With consideration of all mentioned accomplishments, fixation of bone fracture with multiple fragments is still in challenge. In fact, if all above considerations related to the plate design, operation method, utilization of instruments, utilization of image processing facilities, etc. are managing perfectly, there would be still doubt on success of the plating fixation in treatment of multi-fragmentary fractures. In general, the main technique of multi-fragmentary fractures is to capture the all bone fragments by one or multiple screw(s), at which the mechanical-biological interaction between the bone and screw is greatly important. Mechanical mismatch between the bone and screw and ability of the bone cells for formation and mineralization of new bone tissues influence on this biological interaction. Mechanical mismatch in poor quality bone (e.g. in osteopenia or osteoporosis), is significantly higher compared to the bone in natural condition. Likewise, the bone remodeling in poor bones is not as effective as natural bones.

Due to lower mechanical strength of poor bones, higher strain (under physiological loading conditions) is transferred to the bone fragments which may challenge the bone remodeling in mineralization of the new bone cells and formation/strengthen of the soft callus at the fracture gaps. In cases with poor bones and multi-fragmentary fracture pattern, the formation and mineralization of the new bone cells is in more complicated conditions in view of sufficient mechanical strength and optimum mechanical stimulation for biological bone remodeling. It is therefore, the fracture fixation is in higher risk of dislocation.
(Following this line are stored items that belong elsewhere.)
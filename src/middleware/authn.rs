//! Authentication middleware: resolve the API key header into an identity.
//!
//! Runs before authorization. A malformed or unknown key ends the request
//! here with 401; no identity is attached and the permission table is
//! never consulted. A missing key attaches `Identity::Anonymous` and lets
//! the table's `public` flag decide downstream.

use axum::{
    extract::{Request, State},
    middleware::Next,
    response::Response,
};

use crate::{auth::AuthError, state::AppState};

pub async fn authenticate(
    State(state): State<AppState>,
    mut req: Request,
    next: Next,
) -> Result<Response, AuthError> {
    let raw_key = match req.headers().get(state.config.auth.api_key_header.as_str()) {
        None => None,
        Some(value) => Some(
            value
                .to_str()
                .map_err(|_| AuthError::UnrecognizedKeyFormat)?,
        ),
    };

    let identity = state.resolver.resolve(raw_key).await?;
    tracing::debug!(kind = identity.kind(), "Request authenticated");
    req.extensions_mut().insert(identity);
    Ok(next.run(req).await)
}
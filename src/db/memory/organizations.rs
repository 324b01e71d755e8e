use async_trait::async_trait;
use chrono::Utc;
use dashmap::DashMap;
use uuid::Uuid;

use crate::{
    db::{
        error::{DbError, DbResult},
        repos::{OrgKeyMatch, OrganizationRepo},
    },
    models::{OrgApiKey, OrgMember, OrgUserRole, Organization, UpdateOrganization},
};

struct StoredOrgKey {
    key: OrgApiKey,
    key_hash: String,
}

#[derive(Default)]
pub struct MemoryOrganizationRepo {
    orgs: DashMap<Uuid, Organization>,
    // Keys live beside the organization record, keyed by org id.
    keys: DashMap<Uuid, Vec<StoredOrgKey>>,
}

impl MemoryOrganizationRepo {
    pub fn new() -> Self {
        Self::default()
    }
}

#[async_trait]
impl OrganizationRepo for MemoryOrganizationRepo {
    async fn insert(&self, org: Organization) -> DbResult<Organization> {
        let id = org.id;
        self.orgs.insert(id, org.clone());
        self.keys.entry(id).or_default();
        Ok(org)
    }

    async fn get_by_id(&self, id: Uuid) -> DbResult<Option<Organization>> {
        Ok(self.orgs.get(&id).map(|o| o.clone()))
    }

    async fn list(&self) -> DbResult<Vec<Organization>> {
        let mut orgs: Vec<Organization> = self.orgs.iter().map(|o| o.clone()).collect();
        orgs.sort_by(|a, b| a.created_at.cmp(&b.created_at));
        Ok(orgs)
    }

    async fn update(&self, id: Uuid, input: UpdateOrganization) -> DbResult<Organization> {
        let mut org = self.orgs.get_mut(&id).ok_or(DbError::NotFound)?;
        if let Some(name) = input.name {
            org.name = name;
        }
        org.updated_at = Utc::now();
        Ok(org.clone())
    }

    async fn delete(&self, id: Uuid) -> DbResult<()> {
        self.orgs.remove(&id).ok_or(DbError::NotFound)?;
        self.keys.remove(&id);
        Ok(())
    }

    async fn find_by_key_hash(&self, key_hash: &str) -> DbResult<Option<OrgKeyMatch>> {
        for entry in self.keys.iter() {
            let matched = entry
                .value()
                .iter()
                .find(|stored| stored.key_hash == key_hash && !stored.key.is_revoked());
            if let Some(stored) = matched {
                let org = self
                    .orgs
                    .get(entry.key())
                    .map(|o| o.clone())
                    .ok_or_else(|| {
                        DbError::Internal("API key references a missing organization".to_string())
                    })?;
                return Ok(Some(OrgKeyMatch {
                    organization: org,
                    scope: stored.key.scope,
                    key_id: stored.key.id,
                }));
            }
        }
        Ok(None)
    }

    async fn add_member(
        &self,
        id: Uuid,
        username: String,
        role: OrgUserRole,
    ) -> DbResult<Organization> {
        let mut org = self.orgs.get_mut(&id).ok_or(DbError::NotFound)?;
        if role == OrgUserRole::Owner {
            return Err(DbError::Validation(
                "The owner role is derived from ownership and cannot be granted".to_string(),
            ));
        }
        if org.owner == username {
            return Err(DbError::Conflict(format!(
                "'{}' already owns this organization",
                username
            )));
        }
        if org.member_role(&username).is_some() {
            return Err(DbError::Conflict(format!(
                "'{}' is already a member",
                username
            )));
        }
        org.members.push(OrgMember { username, role });
        org.updated_at = Utc::now();
        Ok(org.clone())
    }

    async fn update_member(
        &self,
        id: Uuid,
        username: &str,
        role: OrgUserRole,
    ) -> DbResult<Organization> {
        let mut org = self.orgs.get_mut(&id).ok_or(DbError::NotFound)?;
        if role == OrgUserRole::Owner {
            return Err(DbError::Validation(
                "The owner role is derived from ownership and cannot be granted".to_string(),
            ));
        }
        let member = org
            .members
            .iter_mut()
            .find(|m| m.username == username)
            .ok_or(DbError::NotFound)?;
        member.role = role;
        org.updated_at = Utc::now();
        Ok(org.clone())
    }

    async fn remove_member(&self, id: Uuid, username: &str) -> DbResult<Organization> {
        let mut org = self.orgs.get_mut(&id).ok_or(DbError::NotFound)?;
        let before = org.members.len();
        org.members.retain(|m| m.username != username);
        if org.members.len() == before {
            return Err(DbError::NotFound);
        }
        org.updated_at = Utc::now();
        Ok(org.clone())
    }

    async fn add_key(&self, id: Uuid, key: OrgApiKey, key_hash: String) -> DbResult<OrgApiKey> {
        if !self.orgs.contains_key(&id) {
            return Err(DbError::NotFound);
        }
        let mut keys = self.keys.entry(id).or_default();
        keys.push(StoredOrgKey {
            key: key.clone(),
            key_hash,
        });
        Ok(key)
    }

    async fn revoke_key(&self, id: Uuid, key_id: Uuid) -> DbResult<OrgApiKey> {
        let mut keys = self.keys.get_mut(&id).ok_or(DbError::NotFound)?;
        let stored = keys
            .iter_mut()
            .find(|stored| stored.key.id == key_id)
            .ok_or(DbError::NotFound)?;
        if stored.key.revoked_at.is_none() {
            stored.key.revoked_at = Some(Utc::now());
        }
        Ok(stored.key.clone())
    }

    async fn list_keys(&self, id: Uuid) -> DbResult<Vec<OrgApiKey>> {
        if !self.orgs.contains_key(&id) {
            return Err(DbError::NotFound);
        }
        Ok(self
            .keys
            .get(&id)
            .map(|keys| keys.iter().map(|s| s.key.clone()).collect())
            .unwrap_or_default())
    }
}
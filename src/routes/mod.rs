//! Route handlers and router assembly.

pub mod contracts;
mod error;
pub mod evaluation;
pub mod health;
pub mod organizations;
pub mod services;
pub mod users;

use axum::{
    Router,
    middleware::from_fn_with_state,
    routing::{delete, get, post},
};
use tower_http::{
    cors::CorsLayer, limit::RequestBodyLimitLayer, trace::TraceLayer,
};

pub use error::{ApiError, ErrorBody};

use crate::{middleware, state::AppState};

/// The full application router: API routes mounted under the configured
/// base path, wrapped in trace → authenticate → authorize layers.
pub fn router(state: AppState) -> Router {
    let api = Router::new()
        .route("/health", get(health::health))
        .route("/me", get(users::me))
        .route("/users", post(users::create).get(users::list))
        .route(
            "/users/{username}",
            get(users::get).patch(users::update).delete(users::delete),
        )
        .route("/users/{username}/rotate-key", post(users::rotate_key))
        .route(
            "/organizations",
            post(organizations::create).get(organizations::list),
        )
        .route(
            "/organizations/{id}",
            get(organizations::get)
                .patch(organizations::update)
                .delete(organizations::delete),
        )
        .route(
            "/organizations/{id}/members",
            post(organizations::add_member),
        )
        .route(
            "/organizations/{id}/members/{username}",
            axum::routing::patch(organizations::update_member)
                .delete(organizations::remove_member),
        )
        .route(
            "/organizations/{id}/keys",
            get(organizations::list_keys).post(organizations::create_key),
        )
        .route(
            "/organizations/{id}/keys/{key_id}",
            delete(organizations::revoke_key),
        )
        .route("/services", get(services::list).post(services::create))
        .route(
            "/services/{name}",
            get(services::get)
                .put(services::update)
                .delete(services::delete),
        )
        .route("/contracts", get(contracts::list).post(contracts::create))
        .route("/contracts/{id}", get(contracts::get))
        .route("/contracts/{id}/terminate", post(contracts::terminate))
        .route("/evaluation/{service}", get(evaluation::evaluate));

    let base = state.config.server.base_path.as_str();
    let app = if base.is_empty() || base == "/" {
        api
    } else {
        Router::new().nest(base, api)
    };

    app.layer(
        tower::ServiceBuilder::new()
            .layer(TraceLayer::new_for_http())
            .layer(CorsLayer::permissive())
            .layer(from_fn_with_state(state.clone(), middleware::authenticate))
            .layer(from_fn_with_state(state.clone(), middleware::authorize))
            .layer(RequestBodyLimitLayer::new(
                state.config.server.body_limit_bytes,
            )),
    )
    .with_state(state)
}
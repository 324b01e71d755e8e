use std::sync::Arc;

use chrono::Utc;
use uuid::Uuid;

use crate::{
    db::{Database, DbResult},
    models::{CreateService, Service, UpdateService},
};

/// The service catalog: what the platform offers for contracting.
#[derive(Clone)]
pub struct CatalogService {
    db: Arc<Database>,
}

impl CatalogService {
    pub fn new(db: Arc<Database>) -> Self {
        Self { db }
    }

    pub async fn create(&self, input: CreateService) -> DbResult<Service> {
        let now = Utc::now();
        let service = Service {
            id: Uuid::new_v4(),
            name: input.name,
            description: input.description,
            features: input.features,
            created_at: now,
            updated_at: now,
        };
        let service = self.db.services().insert(service).await?;
        tracing::info!(service = %service.name, "Added catalog service");
        Ok(service)
    }

    pub async fn get_by_name(&self, name: &str) -> DbResult<Option<Service>> {
        self.db.services().get_by_name(name).await
    }

    pub async fn list(&self) -> DbResult<Vec<Service>> {
        self.db.services().list().await
    }

    pub async fn update(&self, name: &str, input: UpdateService) -> DbResult<Service> {
        self.db.services().update(name, input).await
    }

    pub async fn delete(&self, name: &str) -> DbResult<()> {
        self.db.services().delete(name).await
    }
}
//! Authorization middleware: the permission-table decision.
//!
//! Must run after `authenticate`. Requests arriving without an attached
//! identity (a route mounted outside the authentication layer) are treated
//! as anonymous, keeping the chain fail-closed.

use axum::{
    extract::{Request, State},
    middleware::Next,
    response::Response,
};

use crate::{
    auth::{AuthError, Identity},
    authz::{DenyReason, HttpMethod},
    state::AppState,
};

pub async fn authorize(
    State(state): State<AppState>,
    req: Request,
    next: Next,
) -> Result<Response, AuthError> {
    let identity = req
        .extensions()
        .get::<Identity>()
        .cloned()
        .unwrap_or(Identity::Anonymous);

    let path = strip_base_path(req.uri().path(), &state.config.server.base_path);
    // Methods outside the table's vocabulary can never match a rule.
    let decision = match HttpMethod::from_method(req.method()) {
        Some(method) => state.authz.authorize(&identity, method, path),
        None => Err(DenyReason::NoMatchingRule),
    };

    match decision {
        Ok(()) => Ok(next.run(req).await),
        Err(reason) => {
            tracing::warn!(
                kind = identity.kind(),
                method = %req.method(),
                path = %path,
                reason = reason.as_str(),
                "Request denied"
            );
            Err(reason.into())
        }
    }
}

/// Strip the configured base prefix before matching. Only a whole-segment
/// prefix counts: `/api/v1/users` strips to `/users`, while `/api/v1x`
/// stays untouched.
fn strip_base_path<'a>(path: &'a str, base: &str) -> &'a str {
    if base.is_empty() {
        return path;
    }
    match path.strip_prefix(base) {
        Some("") => "/",
        Some(rest) if rest.starts_with('/') => rest,
        _ => path,
    }
}
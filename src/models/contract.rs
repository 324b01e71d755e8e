use std::fmt;

use chrono::{DateTime, Utc};
use serde::{Deserialize, Serialize};
use uuid::Uuid;
use validator::Validate;

#[derive(Debug, Clone, Copy, PartialEq, Eq, Serialize, Deserialize)]
#[serde(rename_all = "snake_case")]
pub enum ContractStatus {
    Active,
    Terminated,
}

impl ContractStatus {
    pub fn as_str(&self) -> &'static str {
        match self {
            ContractStatus::Active => "active",
            ContractStatus::Terminated => "terminated",
        }
    }
}

impl fmt::Display for ContractStatus {
    fn fmt(&self, f: &mut fmt::Formatter<'_>) -> fmt::Result {
        write!(f, "{}", self.as_str())
    }
}

/// Binds an organization to a catalog service under one pricing plan.
#[derive(Debug, Clone, Serialize, Deserialize)]
pub struct Contract {
    pub id: Uuid,
    pub organization_id: Uuid,
    pub service_id: Uuid,
    pub plan: String,
    pub status: ContractStatus,
    pub created_at: DateTime<Utc>,
    pub terminated_at: Option<DateTime<Utc>>,
}

impl Contract {
    pub fn is_active(&self) -> bool {
        self.status == ContractStatus::Active
    }
}

#[derive(Debug, Clone, Deserialize, Validate)]
pub struct CreateContract {
    pub organization_id: Uuid,
    /// Catalog name of the service being contracted.
    #[validate(length(min = 1, max = 64))]
    pub service: String,
    #[validate(length(min = 1, max = 64))]
    pub plan: String,
}
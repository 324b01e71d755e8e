use std::{fmt, str::FromStr};

use chrono::{DateTime, Utc};
use serde::{Deserialize, Serialize};
use uuid::Uuid;
use validator::Validate;

use super::validators::USERNAME_REGEX;

/// Role held by a user *within* one organization, distinct from the user's
/// platform-wide role.
#[derive(Debug, Clone, Copy, PartialEq, Eq, Hash, Serialize, Deserialize)]
#[serde(rename_all = "snake_case")]
pub enum OrgUserRole {
    /// Derived from `Organization::owner`, never stored in the members list.
    Owner,
    Admin,
    Manager,
    Evaluator,
}

impl OrgUserRole {
    pub fn as_str(&self) -> &'static str {
        match self {
            OrgUserRole::Owner => "owner",
            OrgUserRole::Admin => "admin",
            OrgUserRole::Manager => "manager",
            OrgUserRole::Evaluator => "evaluator",
        }
    }
}

impl fmt::Display for OrgUserRole {
    fn fmt(&self, f: &mut fmt::Formatter<'_>) -> fmt::Result {
        write!(f, "{}", self.as_str())
    }
}

impl FromStr for OrgUserRole {
    type Err = String;

    fn from_str(s: &str) -> Result<Self, Self::Err> {
        match s {
            "owner" => Ok(OrgUserRole::Owner),
            "admin" => Ok(OrgUserRole::Admin),
            "manager" => Ok(OrgUserRole::Manager),
            "evaluator" => Ok(OrgUserRole::Evaluator),
            _ => Err(format!(
                "Invalid organization role '{}'. Valid roles: owner, admin, manager, evaluator",
                s
            )),
        }
    }
}

#[derive(Debug, Clone, Serialize, Deserialize)]
pub struct OrgMember {
    pub username: String,
    pub role: OrgUserRole,
}

#[derive(Debug, Clone, Serialize, Deserialize)]
pub struct Organization {
    pub id: Uuid,
    pub name: String,
    /// Username of the owning user. The owner is implicitly `OrgUserRole::Owner`
    /// and does not appear in `members`.
    pub owner: String,
    pub members: Vec<OrgMember>,
    pub created_at: DateTime<Utc>,
    pub updated_at: DateTime<Utc>,
}

impl Organization {
    /// Stored membership role for a username. The owner is not covered here;
    /// ownership is resolved before membership.
    pub fn member_role(&self, username: &str) -> Option<OrgUserRole> {
        self.members
            .iter()
            .find(|m| m.username == username)
            .map(|m| m.role)
    }
}

#[derive(Debug, Clone, Deserialize, Validate)]
pub struct CreateOrganization {
    #[validate(length(min = 1, max = 255))]
    pub name: String,
}

#[derive(Debug, Clone, Deserialize, Validate)]
pub struct UpdateOrganization {
    #[validate(length(min = 1, max = 255))]
    pub name: Option<String>,
}

#[derive(Debug, Clone, Deserialize, Validate)]
pub struct AddOrgMember {
    #[validate(length(min = 1, max = 64), regex(path = *USERNAME_REGEX))]
    pub username: String,
    pub role: OrgUserRole,
}

#[derive(Debug, Clone, Deserialize)]
pub struct UpdateOrgMember {
    pub role: OrgUserRole,
}
use base64::Engine;
use rand::Rng;
use sha2::{Digest, Sha256};
use subtle::ConstantTimeEq;

/// A freshly generated credential. `raw` is shown to the caller exactly once;
/// only `hash` is persisted.
#[derive(Debug, Clone)]
pub struct GeneratedKey {
    pub raw: String,
    pub hash: String,
    /// Leading characters of the raw key, safe to store and display.
    pub display_prefix: String,
}

/// Number of leading characters kept for identification in listings.
const DISPLAY_PREFIX_LEN: usize = 12;

/// Generate a new API key with the given kind prefix (`usr_`, `org_`, ...).
///
/// The random part carries 256 bits of entropy, base64url-encoded without
/// padding.
pub fn generate_key(prefix: &str) -> GeneratedKey {
    let mut rng = rand::thread_rng();
    let mut random_bytes = [0u8; 32];
    rng.fill(&mut random_bytes);

    let random_part = base64::engine::general_purpose::URL_SAFE_NO_PAD.encode(random_bytes);
    let raw = format!("{}{}", prefix, random_part);
    let hash = hash_key(&raw);
    let display_prefix = raw[..raw.len().min(DISPLAY_PREFIX_LEN)].to_string();

    GeneratedKey {
        raw,
        hash,
        display_prefix,
    }
}

/// SHA-256 hash of a raw key, hex-encoded for storage.
pub fn hash_key(key: &str) -> String {
    let mut hasher = Sha256::new();
    hasher.update(key.as_bytes());
    hex::encode(hasher.finalize())
}

/// Verify a raw key against a stored hash in constant time.
#[allow(dead_code)] // Used in tests; public API for key verification
pub fn verify_key(raw_key: &str, stored_hash: &str) -> bool {
    let computed = hash_key(raw_key);
    computed.as_bytes().ct_eq(stored_hash.as_bytes()).into()
}

/// Constant-time prefix check. Takes the same time regardless of how many
/// characters match.
pub fn has_key_prefix(key: &str, expected_prefix: &str) -> bool {
    if key.len() < expected_prefix.len() {
        return false;
    }
    let key_prefix = &key.as_bytes()[..expected_prefix.len()];
    key_prefix.ct_eq(expected_prefix.as_bytes()).into()
}
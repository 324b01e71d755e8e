//! In-memory repositories backing the dev server and the test suite.
//!
//! Backed by `DashMap`, so safe for concurrent use without external locking.
//! Production deployments bind their own implementations of the repo traits.

mod contracts;
mod organizations;
mod services;
mod users;

pub use contracts::MemoryContractRepo;
pub use organizations::MemoryOrganizationRepo;
pub use services::MemoryServiceRepo;
pub use users::MemoryUserRepo;
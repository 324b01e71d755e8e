use async_trait::async_trait;
use chrono::Utc;
use dashmap::DashMap;
use uuid::Uuid;

use crate::{
    db::{
        error::{DbError, DbResult},
        repos::ServiceRepo,
    },
    models::{Service, UpdateService},
};

#[derive(Default)]
pub struct MemoryServiceRepo {
    services: DashMap<Uuid, Service>,
}

impl MemoryServiceRepo {
    pub fn new() -> Self {
        Self::default()
    }

    fn id_for_name(&self, name: &str) -> Option<Uuid> {
        self.services
            .iter()
            .find(|s| s.name == name)
            .map(|s| s.id)
    }
}

#[async_trait]
impl ServiceRepo for MemoryServiceRepo {
    async fn insert(&self, service: Service) -> DbResult<Service> {
        if self.id_for_name(&service.name).is_some() {
            return Err(DbError::Conflict(format!(
                "Service '{}' already exists",
                service.name
            )));
        }
        self.services.insert(service.id, service.clone());
        Ok(service)
    }

    async fn get_by_name(&self, name: &str) -> DbResult<Option<Service>> {
        Ok(self
            .services
            .iter()
            .find(|s| s.name == name)
            .map(|s| s.clone()))
    }

    async fn list(&self) -> DbResult<Vec<Service>> {
        let mut services: Vec<Service> = self.services.iter().map(|s| s.clone()).collect();
        services.sort_by(|a, b| a.name.cmp(&b.name));
        Ok(services)
    }

    async fn update(&self, name: &str, input: UpdateService) -> DbResult<Service> {
        let id = self.id_for_name(name).ok_or(DbError::NotFound)?;
        let mut service = self.services.get_mut(&id).ok_or(DbError::NotFound)?;
        if let Some(description) = input.description {
            service.description = description;
        }
        if let Some(features) = input.features {
            service.features = features;
        }
        service.updated_at = Utc::now();
        Ok(service.clone())
    }

    async fn delete(&self, name: &str) -> DbResult<()> {
        let id = self.id_for_name(name).ok_or(DbError::NotFound)?;
        self.services.remove(&id);
        Ok(())
    }
}

#[cfg(test)]
mod tests {
    use super::*;

    fn service(name: &str) -> Service {
        Service {
            id: Uuid::new_v4(),
            name: name.to_string(),
            description: String::new(),
            features: vec![],
            created_at: Utc::now(),
            updated_at: Utc::now(),
        }
    }

    #[tokio::test]
    async fn name_is_unique() {
        let repo = MemoryServiceRepo::new();
        repo.insert(service("metrics")).await.unwrap();
        assert!(matches!(
            repo.insert(service("metrics")).await,
            Err(DbError::Conflict(_))
        ));
    }

    #[tokio::test]
    async fn list_is_sorted_by_name() {
        let repo = MemoryServiceRepo::new();
        repo.insert(service("zeta")).await.unwrap();
        repo.insert(service("alpha")).await.unwrap();
        let names: Vec<String> = repo
            .list()
            .await
            .unwrap()
            .into_iter()
            .map(|s| s.name)
            .collect();
        assert_eq!(names, vec!["alpha", "zeta"]);
    }
}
When the bone fragment is captured by one screw, the fragment would be free in rotation and translation in respect to longitudinal axis of the screw. If the fragment is captured by more than one screws, this freedom might be constrained. However, under dynamic physiological loading conditions, the bone cellular matrix at the bone-screw interface might be damaged and caused suppressing of the bone at the interface. Therefore, the bone fragments should be constrained by effective formation/mineralization of the callus at the fracture gaps after couple of weeks post-operatively to strengthen the bone fixation under dynamic loading. Due to the ineffective mechanical-biological interaction between the bone and screw, higher amount of strain is transferred to the poor bone with multi fragmentary fracture pattern which causes inadequate formation/mineralization of callus at the fracture site and ultimately dislocation of the bone fragments post-operatively. This failure would be the main cause of reported malunion and nonunion complications in fracture fixation of proximal humerus, proximal femur, mid shaft radius and ulna, calcaneus, metatarsal, phalanges, clavicle, and pelvic bones.

Trauma Plating Systems reviews above concerns more comprehensively in chapter 1 (in general) and chapter 10 to 15 (individually for each bone fracture plating fixation). Based on the popularity of the complications for each bone fracture fixation, constructive and insight discussion and elaboration have been provided in these chapters. In order to open a science/industry breakthrough in development of screw-bone integration, particularly in poor quality bones, a novel development concept is comprehensively presented in chapter 16, from which the early integration of bone-screw could be significantly enhanced, while the risk of bone suppressing at the bone-screw interface is remarkably reduced. This novel concept has other biomechanical, biological, and clinical benefits to the trauma plating fixation and is disclosed as “Advance Healing Fixation System – AHealFS”. To achieve this scientific concept, a new plate and screw with different structuring and materials than current titanium implants, is hypothesized for further development.